Aim of the task >>
Given the records below, pull every line with the word "EnvFilter" into the answer.

Material for this exercise >>

+===+

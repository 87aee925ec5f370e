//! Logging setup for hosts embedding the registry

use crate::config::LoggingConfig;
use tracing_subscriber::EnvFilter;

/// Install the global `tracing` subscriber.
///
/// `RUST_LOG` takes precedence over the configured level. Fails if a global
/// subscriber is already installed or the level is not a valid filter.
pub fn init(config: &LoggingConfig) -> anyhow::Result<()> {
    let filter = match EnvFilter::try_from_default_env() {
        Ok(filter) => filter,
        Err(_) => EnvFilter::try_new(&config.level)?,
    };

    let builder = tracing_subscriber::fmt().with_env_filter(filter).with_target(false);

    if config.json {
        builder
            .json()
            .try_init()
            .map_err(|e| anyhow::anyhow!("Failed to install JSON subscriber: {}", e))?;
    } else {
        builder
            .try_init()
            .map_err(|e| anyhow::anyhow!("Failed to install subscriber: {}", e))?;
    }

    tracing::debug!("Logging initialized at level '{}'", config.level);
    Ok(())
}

+===+

Output of the exercise >>
use tracing_subscriber::EnvFilter;
    let filter = match EnvFilter::try_from_default_env() {
        Err(_) => EnvFilter::try_new(&config.level)?,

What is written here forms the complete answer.